Collected data
•••
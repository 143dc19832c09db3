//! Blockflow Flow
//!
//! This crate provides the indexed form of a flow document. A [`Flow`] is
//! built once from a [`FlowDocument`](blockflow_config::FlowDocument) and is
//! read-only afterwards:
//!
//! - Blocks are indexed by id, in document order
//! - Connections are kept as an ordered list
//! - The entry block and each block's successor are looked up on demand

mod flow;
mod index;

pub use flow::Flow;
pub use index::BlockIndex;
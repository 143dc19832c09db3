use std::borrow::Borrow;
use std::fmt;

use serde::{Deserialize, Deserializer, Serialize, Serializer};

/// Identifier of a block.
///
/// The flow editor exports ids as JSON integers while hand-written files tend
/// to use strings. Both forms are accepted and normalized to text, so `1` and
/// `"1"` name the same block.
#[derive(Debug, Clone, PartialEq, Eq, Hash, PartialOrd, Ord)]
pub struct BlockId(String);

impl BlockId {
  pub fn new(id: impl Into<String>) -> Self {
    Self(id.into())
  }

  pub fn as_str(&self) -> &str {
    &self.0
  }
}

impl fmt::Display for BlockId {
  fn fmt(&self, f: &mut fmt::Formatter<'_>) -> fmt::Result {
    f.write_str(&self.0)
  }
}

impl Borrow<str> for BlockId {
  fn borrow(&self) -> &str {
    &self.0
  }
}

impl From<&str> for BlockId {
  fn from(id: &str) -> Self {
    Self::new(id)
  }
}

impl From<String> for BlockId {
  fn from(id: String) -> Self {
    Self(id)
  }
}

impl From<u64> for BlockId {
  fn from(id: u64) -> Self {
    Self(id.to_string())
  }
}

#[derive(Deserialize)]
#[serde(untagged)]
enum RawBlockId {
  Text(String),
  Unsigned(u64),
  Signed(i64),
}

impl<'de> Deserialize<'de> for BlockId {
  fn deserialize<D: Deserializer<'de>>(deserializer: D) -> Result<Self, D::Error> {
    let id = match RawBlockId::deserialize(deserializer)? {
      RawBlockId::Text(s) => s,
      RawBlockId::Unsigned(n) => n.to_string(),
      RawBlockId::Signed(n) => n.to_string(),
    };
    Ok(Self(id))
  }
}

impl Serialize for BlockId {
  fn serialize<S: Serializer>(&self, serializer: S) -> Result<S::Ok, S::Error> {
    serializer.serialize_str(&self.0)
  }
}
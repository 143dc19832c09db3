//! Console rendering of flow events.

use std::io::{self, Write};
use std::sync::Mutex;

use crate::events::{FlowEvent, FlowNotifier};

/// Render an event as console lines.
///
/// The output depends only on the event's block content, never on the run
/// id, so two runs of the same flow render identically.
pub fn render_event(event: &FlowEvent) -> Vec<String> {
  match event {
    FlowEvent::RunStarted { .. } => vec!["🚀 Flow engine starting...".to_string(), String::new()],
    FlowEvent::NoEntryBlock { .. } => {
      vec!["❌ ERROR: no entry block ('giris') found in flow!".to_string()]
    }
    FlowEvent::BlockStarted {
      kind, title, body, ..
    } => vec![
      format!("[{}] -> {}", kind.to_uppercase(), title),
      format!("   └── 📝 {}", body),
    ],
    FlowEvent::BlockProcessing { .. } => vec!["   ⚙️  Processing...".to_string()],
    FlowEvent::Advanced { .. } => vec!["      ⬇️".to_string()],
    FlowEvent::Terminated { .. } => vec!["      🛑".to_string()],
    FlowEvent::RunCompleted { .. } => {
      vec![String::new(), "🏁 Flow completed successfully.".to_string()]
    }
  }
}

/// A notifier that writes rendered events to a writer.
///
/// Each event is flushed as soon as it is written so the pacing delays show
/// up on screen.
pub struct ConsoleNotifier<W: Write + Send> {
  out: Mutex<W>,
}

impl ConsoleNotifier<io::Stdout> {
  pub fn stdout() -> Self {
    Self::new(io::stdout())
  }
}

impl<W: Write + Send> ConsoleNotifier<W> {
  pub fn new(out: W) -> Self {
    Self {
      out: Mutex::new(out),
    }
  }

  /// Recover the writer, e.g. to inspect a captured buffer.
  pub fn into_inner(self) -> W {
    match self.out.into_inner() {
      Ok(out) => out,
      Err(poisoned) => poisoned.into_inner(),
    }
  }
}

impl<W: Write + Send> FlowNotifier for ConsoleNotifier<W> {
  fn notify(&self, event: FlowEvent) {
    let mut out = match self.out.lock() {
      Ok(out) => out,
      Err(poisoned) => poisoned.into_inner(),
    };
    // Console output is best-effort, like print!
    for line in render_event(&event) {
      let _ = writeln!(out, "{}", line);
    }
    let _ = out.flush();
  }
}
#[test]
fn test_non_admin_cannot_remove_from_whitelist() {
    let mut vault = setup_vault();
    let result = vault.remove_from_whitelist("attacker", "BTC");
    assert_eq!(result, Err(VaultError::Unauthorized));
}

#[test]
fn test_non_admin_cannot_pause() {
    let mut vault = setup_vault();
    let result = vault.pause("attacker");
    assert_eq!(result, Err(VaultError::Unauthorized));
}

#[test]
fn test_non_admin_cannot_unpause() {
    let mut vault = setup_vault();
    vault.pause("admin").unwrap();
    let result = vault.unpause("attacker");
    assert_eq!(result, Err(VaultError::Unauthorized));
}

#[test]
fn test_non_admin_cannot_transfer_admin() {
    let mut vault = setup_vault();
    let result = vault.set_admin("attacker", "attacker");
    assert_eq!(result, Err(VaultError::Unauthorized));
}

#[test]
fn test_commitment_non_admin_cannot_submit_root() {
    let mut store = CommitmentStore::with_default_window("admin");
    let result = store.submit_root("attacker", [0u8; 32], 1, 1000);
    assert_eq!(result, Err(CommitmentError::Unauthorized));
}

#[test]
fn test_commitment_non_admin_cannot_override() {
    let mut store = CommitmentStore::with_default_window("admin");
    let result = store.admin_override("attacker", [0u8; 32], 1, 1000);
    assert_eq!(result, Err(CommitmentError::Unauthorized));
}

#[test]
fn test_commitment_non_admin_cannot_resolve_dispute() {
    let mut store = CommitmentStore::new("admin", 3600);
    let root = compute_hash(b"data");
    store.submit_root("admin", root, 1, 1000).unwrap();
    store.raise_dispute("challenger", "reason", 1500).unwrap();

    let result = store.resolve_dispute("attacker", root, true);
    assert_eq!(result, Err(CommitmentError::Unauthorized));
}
•••
About this task: Copy every entry exactly as it is given.

Task output:
repository 143dc19832c09db3
//! Blockflow Flow
//!
//! This crate provides the indexed form of a flow document. A [`Flow`] is
//! built once from a [`FlowDocument`](blockflow_config::FlowDocument) and is
//! read-only afterwards:
//!
//! - Blocks are indexed by id, in document order
//! - Connections are kept as an ordered list
//! - The entry block and each block's successor are looked up on demand

mod flow;
mod index;

pub use flow::Flow;
pub use index::BlockIndex;
repository 143dc19832c09db3
use std::borrow::Borrow;
use std::fmt;

use serde::{Deserialize, Deserializer, Serialize, Serializer};

/// Identifier of a block.
///
/// The flow editor exports ids as JSON integers while hand-written files tend
/// to use strings. Both forms are accepted and normalized to text, so `1` and
/// `"1"` name the same block.
#[derive(Debug, Clone, PartialEq, Eq, Hash, PartialOrd, Ord)]
pub struct BlockId(String);

impl BlockId {
  pub fn new(id: impl Into<String>) -> Self {
    Self(id.into())
  }

  pub fn as_str(&self) -> &str {
    &self.0
  }
}

impl fmt::Display for BlockId {
  fn fmt(&self, f: &mut fmt::Formatter<'_>) -> fmt::Result {
    f.write_str(&self.0)
  }
}

impl Borrow<str> for BlockId {
  fn borrow(&self) -> &str {
    &self.0
  }
}

impl From<&str> for BlockId {
  fn from(id: &str) -> Self {
    Self::new(id)
  }
}

impl From<String> for BlockId {
  fn from(id: String) -> Self {
    Self(id)
  }
}

impl From<u64> for BlockId {
  fn from(id: u64) -> Self {
    Self(id.to_string())
  }
}

#[derive(Deserialize)]
#[serde(untagged)]
enum RawBlockId {
  Text(String),
  Unsigned(u64),
  Signed(i64),
}

impl<'de> Deserialize<'de> for BlockId {
  fn deserialize<D: Deserializer<'de>>(deserializer: D) -> Result<Self, D::Error> {
    let id = match RawBlockId::deserialize(deserializer)? {
      RawBlockId::Text(s) => s,
      RawBlockId::Unsigned(n) => n.to_string(),
      RawBlockId::Signed(n) => n.to_string(),
    };
    Ok(Self(id))
  }
}

impl Serialize for BlockId {
  fn serialize<S: Serializer>(&self, serializer: S) -> Result<S::Ok, S::Error> {
    serializer.serialize_str(&self.0)
  }
}
repository 143dc19832c09db3
//! Console rendering of flow events.

use std::io::{self, Write};
use std::sync::Mutex;

use crate::events::{FlowEvent, FlowNotifier};

/// Render an event as console lines.
///
/// The output depends only on the event's block content, never on the run
/// id, so two runs of the same flow render identically.
pub fn render_event(event: &FlowEvent) -> Vec<String> {
  match event {
    FlowEvent::RunStarted { .. } => vec!["🚀 Flow engine starting...".to_string(), String::new()],
    FlowEvent::NoEntryBlock { .. } => {
      vec!["❌ ERROR: no entry block ('giris') found in flow!".to_string()]
    }
    FlowEvent::BlockStarted {
      kind, title, body, ..
    } => vec![
      format!("[{}] -> {}", kind.to_uppercase(), title),
      format!("   └── 📝 {}", body),
    ],
    FlowEvent::BlockProcessing { .. } => vec!["   ⚙️  Processing...".to_string()],
    FlowEvent::Advanced { .. } => vec!["      ⬇️".to_string()],
    FlowEvent::Terminated { .. } => vec!["      🛑".to_string()],
    FlowEvent::RunCompleted { .. } => {
      vec![String::new(), "🏁 Flow completed successfully.".to_string()]
    }
  }
}

/// A notifier that writes rendered events to a writer.
///
/// Each event is flushed as soon as it is written so the pacing delays show
/// up on screen.
pub struct ConsoleNotifier<W: Write + Send> {
  out: Mutex<W>,
}

impl ConsoleNotifier<io::Stdout> {
  pub fn stdout() -> Self {
    Self::new(io::stdout())
  }
}

impl<W: Write + Send> ConsoleNotifier<W> {
  pub fn new(out: W) -> Self {
    Self {
      out: Mutex::new(out),
    }
  }

  /// Recover the writer, e.g. to inspect a captured buffer.
  pub fn into_inner(self) -> W {
    match self.out.into_inner() {
      Ok(out) => out,
      Err(poisoned) => poisoned.into_inner(),
    }
  }
}

impl<W: Write + Send> FlowNotifier for ConsoleNotifier<W> {
  fn notify(&self, event: FlowEvent) {
    let mut out = match self.out.lock() {
      Ok(out) => out,
      Err(poisoned) => poisoned.into_inner(),
    };
    // Console output is best-effort, like print!
    for line in render_event(&event) {
      let _ = writeln!(out, "{}", line);
    }
    let _ = out.flush();
  }
}
#[test]
fn test_non_admin_cannot_remove_from_whitelist() {
    let mut vault = setup_vault();
    let result = vault.remove_from_whitelist("attacker", "BTC");
    assert_eq!(result, Err(VaultError::Unauthorized));
}

#[test]
fn test_non_admin_cannot_pause() {
    let mut vault = setup_vault();
    let result = vault.pause("attacker");
    assert_eq!(result, Err(VaultError::Unauthorized));
}

#[test]
fn test_non_admin_cannot_unpause() {
    let mut vault = setup_vault();
    vault.pause("admin").unwrap();
    let result = vault.unpause("attacker");
    assert_eq!(result, Err(VaultError::Unauthorized));
}

#[test]
fn test_non_admin_cannot_transfer_admin() {
    let mut vault = setup_vault();
    let result = vault.set_admin("attacker", "attacker");
    assert_eq!(result, Err(VaultError::Unauthorized));
}

#[test]
fn test_commitment_non_admin_cannot_submit_root() {
    let mut store = CommitmentStore::with_default_window("admin");
    let result = store.submit_root("attacker", [0u8; 32], 1, 1000);
    assert_eq!(result, Err(CommitmentError::Unauthorized));
}

#[test]
fn test_commitment_non_admin_cannot_override() {
    let mut store = CommitmentStore::with_default_window("admin");
    let result = store.admin_override("attacker", [0u8; 32], 1, 1000);
    assert_eq!(result, Err(CommitmentError::Unauthorized));
}

#[test]
fn test_commitment_non_admin_cannot_resolve_dispute() {
    let mut store = CommitmentStore::new("admin", 3600);
    let root = compute_hash(b"data");
    store.submit_root("admin", root, 1, 1000).unwrap();
    store.raise_dispute("challenger", "reason", 1500).unwrap();

    let result = store.resolve_dispute("attacker", root, true);
    assert_eq!(result, Err(CommitmentError::Unauthorized));
}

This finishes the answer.